INSTRUCTIONS TO FOLLOW —
Go through the entries below and copy every line that holds the word "main".

RAW DATA —
//! Binary crate for the `weather` command-line tool.
//!
//! This crate focuses on:
//! - Parsing CLI arguments
//! - Driving the forecast pipeline from a terminal
//! - Human-friendly output formatting

use clap::Parser;
use tracing_subscriber::EnvFilter;

mod cli;
mod render;

#[tokio::main]
async fn main() -> anyhow::Result<()> {
    // Logs go to stderr so stdout only carries the forecast.
    tracing_subscriber::fmt()
        .with_env_filter(
            EnvFilter::try_from_default_env().unwrap_or_else(|_| EnvFilter::new("warn")),
        )
        .with_writer(std::io::stderr)
        .init();

    let cmd = cli::Cli::parse();
    cmd.run().await
}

RESPONSE AREA —
#[tokio::main]
async fn main() -> anyhow::Result<()> {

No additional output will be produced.